Have a vision, not just a
crisis. People
will not act on bad news alone. You must also be able to share a view of how
removing these costs will help you and the organization build a better future
for customers, employees, partners and shareholders. This may feel trivial, but
don’t underestimate the important of vision. I was once on a boat that lost all
communication and energy for an hour. We had no clue where we were or where we
were going. People feel exactly the same way when the company doesn’t have a
clear, concise, spelled out vision. That vision enables you to bring perspective to why you are cutting cost,
or making an important decision that impacts people.
Ensure top-level alignment. Employees can smell a split executive
team from a mile away. I was once involved in a cost reduction exercise where
half the executive team only gave it lip service. Unsurprisingly, little real
change was delivered and, as a result, a much tougher program had to be
introduced – including some leadership changes – 12 months later. Leaders,
especially CEO’s, have a responsibility to ensure their management team are
committed to the plan. The best leadership teams I have worked with are the
ones who can disagree behind closed doors but are 100% aligned when they leave
the room. I worked for a Managing Director in Europe once who made a decision I
disagreed with with all my heart. Yet because he was in charge and it was his
call, I went with the decision and gave it my commitment. I talked to my team
about the plan, addressed their concerns and questions, and we made it happen.
Turned out the decision was right and we, as a team and an organization, were
better for it.
Share the real story. If people have valuable information,
they are much more likely to take action. So, what are the metrics that you use
across your business? How do you create transparency around your unnecessary
costs? And how do you establish accountabilities for cost and performance?
Remember Manuel, the would-be entrepreneur from my blog on December 1, 2009, The Thing About Leadership Its Never About You?

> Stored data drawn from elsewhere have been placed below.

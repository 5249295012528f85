//! Python execution adapter
//!
//! Interpreted: `compile` only materializes the source file and always
//! succeeds. A missing interpreter surfaces at run time as a launch failure.

use std::path::PathBuf;
use std::time::Duration;

use async_trait::async_trait;
use tokio::process::Command;

use crate::error::StressResult;
use crate::runner::{
    CompileOutcome, ExecutionResult, LanguageRunner, Workspace, run_with_input, write_source,
};

pub struct PythonRunner {
    source: String,
    workspace: Workspace,
    script: Option<PathBuf>,
    time_limit: Duration,
}

impl PythonRunner {
    pub fn new(source: &str, time_limit: Duration) -> StressResult<Self> {
        Ok(Self {
            source: source.to_string(),
            workspace: Workspace::create()?,
            script: None,
            time_limit,
        })
    }
}

#[async_trait]
impl LanguageRunner for PythonRunner {
    async fn compile(&mut self) -> CompileOutcome {
        match write_source(&self.workspace, "script.py", &self.source).await {
            Ok(path) => {
                self.script = Some(path);
                CompileOutcome::ok()
            }
            Err(e) => CompileOutcome::failed(format!("Failed to write source file: {e}")),
        }
    }

    async fn run(&self, input: &str) -> ExecutionResult {
        let Some(script) = &self.script else {
            return ExecutionResult::launch_failure("Script not found");
        };
        let mut cmd = Command::new("python3");
        cmd.arg(script);
        run_with_input(cmd, input, self.time_limit).await
    }

    fn cleanup(&mut self) {
        self.workspace.close();
    }
}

Manuel was all about hiding the real story from the very people on his team that needed
to execute his plan. It creates an atmosphere of mistrust and gets you no where
fast, as Manuel found out.
Keep raising the bar. In the modern business world of
continuous and unpredictable change, merely maintaining a particular cost
standard means that you will be going backwards. You must, instead, expect to
increase your operational efficiency and reduce costs relentlessly. This means
creating a routine of proactive cost management. Think of it as establishing a
new health and fitness regime, and avoid it becoming a series of crash diets.